Resuelta la crisis, el Presidente ordena que los coches estén dispuestos para salir inmediatamente. A las cuatro y media de la mañana, llevando como compañeros de viaje a Puche y a Méndez, se pone en camino para Zurich. Al llegar a Perpiñán hicieron un alto en nuestro consulado para comunicar a don Tomás Bilbao, que a la hora de llegada de los viajeros dormía, que había sido nombrado ministro. El interesado necesitó convencerse. La comunicación no tenía nada de solemne, aun cuando la hiciera personalmente el jefe del Gobierno. ¿Qué pensar? ¿Qué decir? Una hora después de tan original comunicación, todos los periódicos de la España republicana insertaban la noticia de que don Tomás Bilbao había entrado a formar parte del Gobierno, como ministro sin cartera, reemplazando a Irujo. La exaltación de José Moix, persona escasamente conocida, me la explicaba como una deliberada preterición de Comorera, mayor de personalidad y de apetencia política, al que Negrín no disimulaba su desafecto. La desestimación por el líder del Partido Socialista Unificado de Cataluña era común a muchas personas. A la hora de resolver la crisis es evidente que se pesó esa circunstancia, por lo que Comorera vino a quedar fuera del Gobierno. Sus aspiraciones, a creer en lo que de él se afirmaba, no se lograron.

Negrín dejó a sus espaldas los comentarios consiguientes. La solución de la crisis defraudó. El suelto de La Vanguardia, cuya intención peyorativa no fue visible sino para los lectores más avisados, permitió todo género de supuestos. Fueron muchos los que esperaban un Gobierno constituido por las figuras destacadas del régimen republicano, encargado de orientar la política hacia la consecución de la paz. Quienes trabajaron por ese Gobierno —de ello se acusó, páseseme la palabra, a los republicanos— olvidaron que la causa original de las dimisiones no consentía a Azaña abrir la crisis total sin reforzar, automáticamente, la plataforma nacionalista de la Generalidad de Cataluña, contra la que el jefe del Estado tenía tantos motivos de disgusto como el presidente del Consejo.
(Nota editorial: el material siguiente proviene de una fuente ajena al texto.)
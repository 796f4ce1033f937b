//! `storefront-core` — domain foundation building blocks.
//!
//! This crate contains **pure domain** primitives (no infrastructure concerns).

pub mod aggregate;
pub mod entity;
pub mod error;
pub mod id;
pub mod value_object;

pub use aggregate::{AggregateRoot, ExpectedVersion};
pub use entity::Entity;
pub use error::{DomainError, DomainResult};
pub use id::{CustomerId, DispositionId, LineItemId, ReturnOrderId, SalesOrderId};
pub use value_object::{Money, ValueObject};
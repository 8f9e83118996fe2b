use {
    crate::{error::MpError, ids::InstanceId, message::ValidationMessage},
    log::debug,
    reqwest::Client,
    serde::Deserialize,
    serde_json::Value,
    std::time::Duration,
};

/// Default Measurement Protocol host.
pub const GA_BASE_URL: &str = "https://www.google-analytics.com";
/// Path of the endpoint that records hits.
pub const COLLECT_PATH: &str = "/mp/collect";
/// Path of the endpoint that only returns validation diagnostics.
pub const DEBUG_COLLECT_PATH: &str = "/debug/mp/collect";
/// Default per request timeout.
pub const DEFAULT_TIMEOUT: Duration = Duration::from_secs(10);

const VALIDATION_BEHAVIOR: (&str, &str) = ("validationBehavior", "ENFORCE_RECOMMENDATIONS");

/// Builder for MpClient configuration
pub struct MpClientBuilder {
    client: Client,
    base_url: String,
    timeout: Duration,
}

impl Default for MpClientBuilder {
    fn default() -> Self {
        Self {
            client: Client::new(),
            base_url: GA_BASE_URL.to_string(),
            timeout: DEFAULT_TIMEOUT,
        }
    }
}

impl MpClientBuilder {
    pub fn new() -> Self {
        Self::default()
    }

    /// Set a custom HTTP client
    pub fn with_client(mut self, client: Client) -> Self {
        self.client = client;
        self
    }

    /// Set a custom base URL, mostly useful for pointing at a mock server.
    /// A trailing slash is ignored.
    pub fn with_base_url(mut self, url: &str) -> Self {
        self.base_url = url.trim_end_matches('/').to_string();
        self
    }

    pub fn with_timeout(mut self, timeout: Duration) -> Self {
        self.timeout = timeout;
        self
    }

    pub fn build(self) -> MpClient {
        MpClient {
            client: self.client,
            base_url: self.base_url,
            timeout: self.timeout,
        }
    }
}

/// Client for the Measurement Protocol collect and debug collect endpoints.
#[derive(Clone, Debug)]
pub struct MpClient {
    client: Client,
    base_url: String,
    timeout: Duration,
}

impl Default for MpClient {
    fn default() -> Self {
        MpClientBuilder::default().build()
    }
}

#[derive(Deserialize)]
#[serde(rename_all = "camelCase")]
struct DebugResponse {
    #[serde(default)]
    validation_messages: Vec<ValidationMessage>,
}

impl MpClient {
    pub fn new() -> Self {
        Self::default()
    }

    pub fn builder() -> MpClientBuilder {
        MpClientBuilder::default()
    }

    pub fn base_url(&self) -> &str {
        &self.base_url
    }

    /// Ask the debug endpoint to validate `payload`.
    ///
    /// # Returns
    /// * `Result<Vec<ValidationMessage>, MpError>` - Messages reported by the
    ///   endpoint, empty when the hit is valid
    pub async fn validate_hit(
        &self,
        payload: &Value,
        instance_id: &InstanceId,
        api_secret: &str,
    ) -> Result<Vec<ValidationMessage>, MpError> {
        let text = self
            .post(DEBUG_COLLECT_PATH, payload, instance_id, api_secret)
            .await?;

        if text.trim().is_empty() {
            return Ok(vec![]);
        }

        let response: DebugResponse = serde_json::from_str(&text)?;

        Ok(response.validation_messages)
    }

    /// Send `payload` to the live collect endpoint. The response body is
    /// ignored.
    pub async fn send_hit(
        &self,
        payload: &Value,
        instance_id: &InstanceId,
        api_secret: &str,
    ) -> Result<(), MpError> {
        self.post(COLLECT_PATH, payload, instance_id, api_secret)
            .await
            .map(|_| ())
    }

    async fn post(
        &self,
        path: &str,
        payload: &Value,
        instance_id: &InstanceId,
        api_secret: &str,
    ) -> Result<String, MpError> {
        let body = with_validation_behavior(payload)?;
        let url = format!("{}{}", self.base_url, path);

        let mut query = vec![("api_secret", api_secret)];
        if let Some(pair) = instance_id.query_pair() {
            query.push(pair);
        }

        debug!("POST {url} with instance {:?}", instance_id.query_pair());

        let response = self
            .client
            .post(&url)
            .query(&query)
            .timeout(self.timeout)
            .json(&body)
            .send()
            .await
            .map_err(MpError::from_network_error)?;

        let status = response.status();
        let text = response
            .text()
            .await
            .map_err(MpError::from_network_error)?;

        if !status.is_success() {
            return Err(MpError::Http {
                status: status.as_u16(),
                body: text,
            });
        }

        Ok(text)
    }
}

/// The request body: the payload with the fixed validation behavior appended.
pub fn with_validation_behavior(payload: &Value) -> Result<Value, MpError> {
    let Value::Object(map) = payload else {
        return Err(MpError::Schema("payload must be a JSON object".to_string()));
    };

    let mut body = map.clone();
    body.insert(
        VALIDATION_BEHAVIOR.0.to_string(),
        Value::String(VALIDATION_BEHAVIOR.1.to_string()),
    );

    Ok(Value::Object(body))
}

#[cfg(test)]
mod tests {
    use {super::*, assert_matches::assert_matches, serde_json::json};

    #[test]
    fn test_validation_behavior_is_appended() {
        let body = with_validation_behavior(&json!({"client_id": "1"})).unwrap();

        assert_eq!(
            body,
            json!({"client_id": "1", "validationBehavior": "ENFORCE_RECOMMENDATIONS"})
        );
    }

    #[test]
    fn test_non_object_payload_is_rejected() {
        assert_matches!(
            with_validation_behavior(&json!([1, 2])),
            Err(MpError::Schema(_))
        );
    }

    #[test]
    fn test_builder_trims_trailing_slash() {
        let client = MpClient::builder()
            .with_base_url("http://localhost:1234/")
            .build();

        assert_eq!(client.base_url(), "http://localhost:1234");
    }
}
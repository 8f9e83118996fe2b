use {
    crate::{display::*, prelude::*},
    ga4_mp_sdk::MpError,
    thiserror::Error,
};

/// Custom error definitions for the `mp` CLI. Takes care of displaying a
/// pretty summary in the console.
#[derive(Debug, Error)]
pub(crate) enum MpCliError {
    #[error("{error}{separator}\n{0}", error = "Syntax Error".red().bold(), separator = separator())]
    SyntaxError(clap::error::Error),
    #[error("{error}{separator}\n{0}", error = "IO Error".red().bold(), separator = separator())]
    IoError(std::io::Error),
    #[error("{error}{separator}\n{0}", error = "Measurement Protocol Error".red().bold(), separator = separator())]
    Mp(MpError),
    #[error("{error}{separator}\n{0}", error = "Event Error".red().bold(), separator = separator())]
    Event(anyhow::Error),
    /// Validation finished and reported findings. They were printed already.
    #[error("{error}{separator}\nValidation reported {0} message(s)", error = "Invalid Event".red().bold(), separator = separator())]
    Invalid(usize),
    #[error("{error}{separator}\n{0}", error = "Error".red().bold(), separator = separator())]
    Any(anyhow::Error),
}

impl From<MpError> for MpCliError {
    fn from(e: MpError) -> Self {
        Self::Mp(e)
    }
}
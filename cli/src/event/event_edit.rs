use {
    super::{load_event, save_event, EventEdits},
    crate::{command_title, notify_success, prelude::*},
    ga4_mp_sdk::EventState,
};

/// Apply `edits` to the event stored at `path` and write it back.
pub(crate) async fn edit_event(
    path: PathBuf,
    edits: EventEdits,
) -> AnyResult<EventState, MpCliError> {
    command_title!("Editing event at '{}'", path.display());

    let mut state = load_event(&path).await?;

    edits.apply(&mut state).map_err(MpCliError::Event)?;

    save_event(&state, Some(&path)).await?;

    notify_success!("Event '{}' updated", state.event_name);

    Ok(state)
}
use serde::{Deserialize, Serialize};

/// A single event, item or user property row as edited in the event form.
///
/// The value is kept as the raw text the user typed. Number parameters are
/// only coerced when the payload is assembled, see [crate::payload].
///
/// Names are expected to be unique within one list, which is up to the
/// caller to enforce.
#[derive(Clone, Debug, PartialEq, Serialize, Deserialize)]
#[serde(tag = "type", rename_all = "lowercase")]
pub enum Parameter {
    String {
        name: String,
        #[serde(default, skip_serializing_if = "Option::is_none")]
        value: Option<String>,
        #[serde(
            default,
            rename = "exampleValue",
            skip_serializing_if = "Option::is_none"
        )]
        example_value: Option<String>,
    },
    Number {
        name: String,
        #[serde(default, skip_serializing_if = "Option::is_none")]
        value: Option<String>,
        #[serde(
            default,
            rename = "exampleValue",
            skip_serializing_if = "Option::is_none"
        )]
        example_value: Option<f64>,
    },
}

impl Parameter {
    /// A string row with no value yet.
    pub fn string(name: impl Into<String>, example_value: Option<&str>) -> Self {
        Self::String {
            name: name.into(),
            value: None,
            example_value: example_value.map(str::to_string),
        }
    }

    /// A number row with no value yet.
    pub fn number(name: impl Into<String>, example_value: Option<f64>) -> Self {
        Self::Number {
            name: name.into(),
            value: None,
            example_value,
        }
    }

    /// Builder-style helper used mostly by tests and the link decoder.
    pub fn with_value(mut self, new_value: impl Into<String>) -> Self {
        self.set_value(new_value);
        self
    }

    pub fn name(&self) -> &str {
        match self {
            Self::String { name, .. } | Self::Number { name, .. } => name,
        }
    }

    pub fn value(&self) -> Option<&str> {
        match self {
            Self::String { value, .. } | Self::Number { value, .. } => value.as_deref(),
        }
    }

    pub fn is_number(&self) -> bool {
        matches!(self, Self::Number { .. })
    }

    pub fn set_name(&mut self, new_name: impl Into<String>) {
        match self {
            Self::String { name, .. } | Self::Number { name, .. } => *name = new_name.into(),
        }
    }

    pub fn set_value(&mut self, new_value: impl Into<String>) {
        match self {
            Self::String { value, .. } | Self::Number { value, .. } => {
                *value = Some(new_value.into())
            }
        }
    }

    /// Same name, type and example value with the value cleared.
    pub fn blank_copy(&self) -> Self {
        match self {
            Self::String {
                name,
                example_value,
                ..
            } => Self::String {
                name: name.clone(),
                value: None,
                example_value: example_value.clone(),
            },
            Self::Number {
                name,
                example_value,
                ..
            } => Self::Number {
                name: name.clone(),
                value: None,
                example_value: *example_value,
            },
        }
    }
}

/// One entry of an e-commerce `items` array. Each item owns its own list of
/// parameters.
#[derive(Clone, Debug, Default, PartialEq, Serialize, Deserialize)]
#[serde(transparent)]
pub struct Item {
    pub parameters: Vec<Parameter>,
}

impl Item {
    pub fn new(parameters: Vec<Parameter>) -> Self {
        Self { parameters }
    }

    /// A new item shaped like `template`: every row keeps its name, type and
    /// example value but starts out empty.
    pub fn templated_from(template: &Item) -> Self {
        Self {
            parameters: template.parameters.iter().map(Parameter::blank_copy).collect(),
        }
    }
}
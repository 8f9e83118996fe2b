//! The validation request of a single event session.
//!
//! ```text
//! NotStarted --validate_event--> InProgress --> Successful
//!     ^                              |      \-> Failed --validate_event--> InProgress
//!     |                              v
//!     +---- payload changes ----- (any state)
//! ```
//!
//! A failed network call puts the session back into the state it was in
//! before the request and surfaces the error to the caller.

use {
    crate::{
        client::MpClient,
        error::MpError,
        event::EventState,
        format_check::format_check,
        link::{encode_sharable_link, DEFAULT_LINK_BASE_URL},
        message::ValidationMessage,
        payload::assemble_payload,
        response::{format_error_messages, format_validation_message},
        schema,
    },
    log::{debug, error, warn},
    serde_json::Value,
    std::{collections::HashSet, time::Duration},
    strum_macros::Display,
    tokio::sync::watch,
    url::Url,
};

/// Delay applied after the debug endpoint answered and before the result is
/// committed.
pub const DEFAULT_SETTLE_DELAY: Duration = Duration::from_millis(250);

#[derive(Clone, Copy, Debug, Default, PartialEq, Eq, Display)]
pub enum RequestStatus {
    #[default]
    NotStarted,
    InProgress,
    Successful,
    Failed,
}

#[derive(Clone, Debug)]
pub struct SessionOptions {
    pub settle_delay: Duration,
    /// Base URL of generated sharable links.
    pub link_base_url: String,
}

impl Default for SessionOptions {
    fn default() -> Self {
        Self {
            settle_delay: DEFAULT_SETTLE_DELAY,
            link_base_url: DEFAULT_LINK_BASE_URL.to_string(),
        }
    }
}

/// What the current state allows a caller to look at.
#[derive(Clone, Debug, PartialEq)]
pub enum ValidationView<'a> {
    NotStarted,
    InProgress,
    Successful { sent: bool },
    Failed { messages: &'a [ValidationMessage] },
}

/// Owns the inputs of one event and the state of its validation request.
pub struct EventSession {
    client: MpClient,
    options: SessionOptions,
    state: EventState,
    /// Raw JSON typed by the user. When set, it replaces the payload
    /// assembled from `state`.
    text_payload: Option<String>,
    status: watch::Sender<RequestStatus>,
    messages: Vec<ValidationMessage>,
    sent: bool,
}

impl EventSession {
    pub fn new(client: MpClient, state: EventState) -> Self {
        Self {
            client,
            options: SessionOptions::default(),
            state,
            text_payload: None,
            status: watch::Sender::new(RequestStatus::NotStarted),
            messages: vec![],
            sent: false,
        }
    }

    pub fn with_options(mut self, options: SessionOptions) -> Self {
        self.options = options;
        self
    }

    pub fn state(&self) -> &EventState {
        &self.state
    }

    pub fn status(&self) -> RequestStatus {
        *self.status.borrow()
    }

    /// Receives every status change from now on.
    pub fn subscribe(&self) -> watch::Receiver<RequestStatus> {
        self.status.subscribe()
    }

    pub fn messages(&self) -> &[ValidationMessage] {
        &self.messages
    }

    pub fn sent(&self) -> bool {
        self.sent
    }

    pub fn is_text_mode(&self) -> bool {
        self.text_payload.is_some()
    }

    /// Edits the event inputs. The request starts over if the payload changed.
    pub fn update<F>(&mut self, edit: F)
    where
        F: FnOnce(&mut EventState),
    {
        let before = self.payload();

        edit(&mut self.state);

        if self.payload() != before {
            self.reset();
        }
    }

    /// Switches to text box mode. The request starts over whenever the raw
    /// text differs from what was there before.
    pub fn set_text_payload(&mut self, text: impl Into<String>) {
        let text = text.into();

        if self.text_payload.as_deref() != Some(text.as_str()) {
            self.text_payload = Some(text);
            self.reset();
        }
    }

    /// Leaves text box mode and goes back to the assembled payload.
    pub fn clear_text_payload(&mut self) {
        if self.text_payload.take().is_some() {
            self.reset();
        }
    }

    /// The payload that would be validated right now. In text box mode this
    /// is `None` when the text is not a non-empty JSON object.
    pub fn payload(&self) -> Option<Value> {
        match &self.text_payload {
            None => Some(assemble_payload(&self.state.payload_input())),
            Some(text) => serde_json::from_str::<Value>(text)
                .ok()
                .filter(|value| value.as_object().is_some_and(|map| !map.is_empty())),
        }
    }

    /// Runs local and remote validation and commits the merged outcome.
    ///
    /// Only starts from [RequestStatus::NotStarted] or [RequestStatus::Failed];
    /// in any other state the current status is returned unchanged.
    pub async fn validate_event(&mut self) -> Result<RequestStatus, MpError> {
        let previous = self.status();

        if !matches!(previous, RequestStatus::NotStarted | RequestStatus::Failed) {
            debug!("Validation requested while {previous}, ignoring");

            return Ok(previous);
        }

        // Messages of the previous run are kept until commit.
        self.status.send_replace(RequestStatus::InProgress);

        let Some(payload) = self.payload() else {
            return Ok(self.commit(format_validation_message(), RequestStatus::Failed));
        };

        let use_firebase = self.state.use_firebase;
        let instance_id = self.state.instance_id.clone();
        let api_secret = self.state.api_secret.clone();

        let mut errors = schema::get_errors(&payload);
        errors.extend(format_check(&payload, &instance_id, &api_secret, use_firebase));

        let remote = match self
            .client
            .validate_hit(&payload, &instance_id, &api_secret)
            .await
        {
            Ok(remote) => remote,
            Err(e) => {
                error!("Remote validation failed: {e}");
                self.status.send_replace(previous);

                return Err(e);
            }
        };

        tokio::time::sleep(self.options.settle_delay).await;

        let local = errors
            .iter()
            .map(|e| e.description.clone())
            .collect::<HashSet<_>>();

        for message in remote {
            if !keep_remote_message(&message, use_firebase) {
                warn!("Dropping remote message for the other client type: {message}");
                continue;
            }

            if local.contains(&message.description) {
                continue;
            }

            errors.push(message);
        }

        if errors.is_empty() {
            return Ok(self.commit(vec![], RequestStatus::Successful));
        }

        let messages = format_error_messages(errors, &payload, use_firebase);

        Ok(self.commit(messages, RequestStatus::Failed))
    }

    /// Sends the validated payload to the live endpoint. Does nothing unless
    /// the last validation succeeded; returns whether the hit was sent.
    pub async fn send_to_ga(&mut self) -> Result<bool, MpError> {
        if self.status() != RequestStatus::Successful {
            return Ok(false);
        }

        let Some(payload) = self.payload() else {
            return Ok(false);
        };

        self.client
            .send_hit(&payload, &self.state.instance_id, &self.state.api_secret)
            .await
            .inspect_err(|e| error!("Sending hit failed: {e}"))?;

        self.sent = true;

        Ok(true)
    }

    /// The payload pretty printed with two space indentation.
    pub fn copy_payload(&self) -> Option<String> {
        self.payload()
            .and_then(|payload| serde_json::to_string_pretty(&payload).ok())
    }

    pub fn sharable_link(&self) -> Result<Url, MpError> {
        encode_sharable_link(&self.options.link_base_url, &self.state)
    }

    pub fn validation_view(&self) -> ValidationView<'_> {
        match self.status() {
            RequestStatus::NotStarted => ValidationView::NotStarted,
            RequestStatus::InProgress => ValidationView::InProgress,
            RequestStatus::Successful => ValidationView::Successful { sent: self.sent },
            RequestStatus::Failed => ValidationView::Failed {
                messages: &self.messages,
            },
        }
    }

    fn commit(&mut self, messages: Vec<ValidationMessage>, status: RequestStatus) -> RequestStatus {
        self.messages = messages;
        self.status.send_replace(status);

        status
    }

    fn reset(&mut self) {
        self.messages.clear();
        self.sent = false;
        self.status.send_replace(RequestStatus::NotStarted);
    }
}

/// Remote findings about the instance id of the other client type are noise.
fn keep_remote_message(message: &ValidationMessage, use_firebase: bool) -> bool {
    match message.field_path.as_str() {
        "measurement_id" => !use_firebase,
        "firebase_app_id" => use_firebase,
        _ => true,
    }
}
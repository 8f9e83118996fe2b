use {
    super::{apply_conf_defaults, load_event},
    crate::{command_title, display::json_output, prelude::*},
    ga4_mp_sdk::encode_sharable_link,
};

#[derive(Serialize)]
struct LinkOutput {
    link: String,
}

/// Print a sharable link for the event at `path`.
pub(crate) async fn sharable_link(path: PathBuf, conf_path: PathBuf) -> AnyResult<url::Url, MpCliError> {
    let conf = CliConf::load_or_default(&conf_path).await;
    let mut state = load_event(&path).await?;

    apply_conf_defaults(&mut state, &conf);

    command_title!("Sharable link for '{}'", state.event_name);

    let link = encode_sharable_link(conf.endpoint.link_base_url.as_str(), &state)?;

    if !JSON_MODE.load(Ordering::Relaxed) {
        println!("{link}");
    }

    json_output(&LinkOutput {
        link: link.to_string(),
    })?;

    Ok(link)
}

#[cfg(test)]
mod tests {
    use {
        super::*,
        crate::event::save_event,
        ga4_mp_sdk::{decode_sharable_link, EventState, EventType},
    };

    #[tokio::test]
    async fn test_link_uses_configured_base_and_defaults() {
        let tempdir = tempfile::tempdir().unwrap();
        let conf_path = tempdir.path().join("conf.toml");
        let event_path = tempdir.path().join("event.json");

        let conf = CliConf {
            measurement: MeasurementConf {
                measurement_id: Some("G-XXXXXXX".to_string()),
                ..Default::default()
            },
            endpoint: EndpointConf {
                link_base_url: url::Url::parse("https://tools.example.com/builder/").unwrap(),
                ..Default::default()
            },
        };
        conf.save(&conf_path).await.unwrap();

        let state = EventState::for_type(EventType::Share);
        save_event(&state, Some(&event_path)).await.unwrap();

        let link = sharable_link(event_path, conf_path).await.unwrap();

        assert_eq!(link.host_str(), Some("tools.example.com"));
        assert_eq!(link.path(), "/builder/");

        let decoded = decode_sharable_link(&link).unwrap();

        assert_eq!(decoded.event_type, EventType::Share);
        assert_eq!(decoded.instance_id.measurement_id.as_deref(), Some("G-XXXXXXX"));
    }
}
El problema catalán, que la República creyó haber dejado resuelto con la concesión del Estatuto autonómico, renacía furiosamente con la guerra. El decreto de Franco aboliendo la autonomía de Cataluña tenía apasionados suscriptores entre los republicanos; por reacción, los autonomistas levantaban con rabia la bandera de la estrella solitaria, como en los días más heroicos de Maciá. La guerra violenta y áspera seguía dando tierra a los hombres que, de uno y otro lado, caían abrazados al deber y a la convicción. Besteiro, rechazando la invitación del Partido Socialista para tomar parte en un acto público, dirá algo más tajante. —No puedo hablar porque no me consentirán decir lo que siento y pienso, a saber: que los españoles nos estamos asesinando de una manera estúpida, por unos motivos todavía más estúpidos y criminales.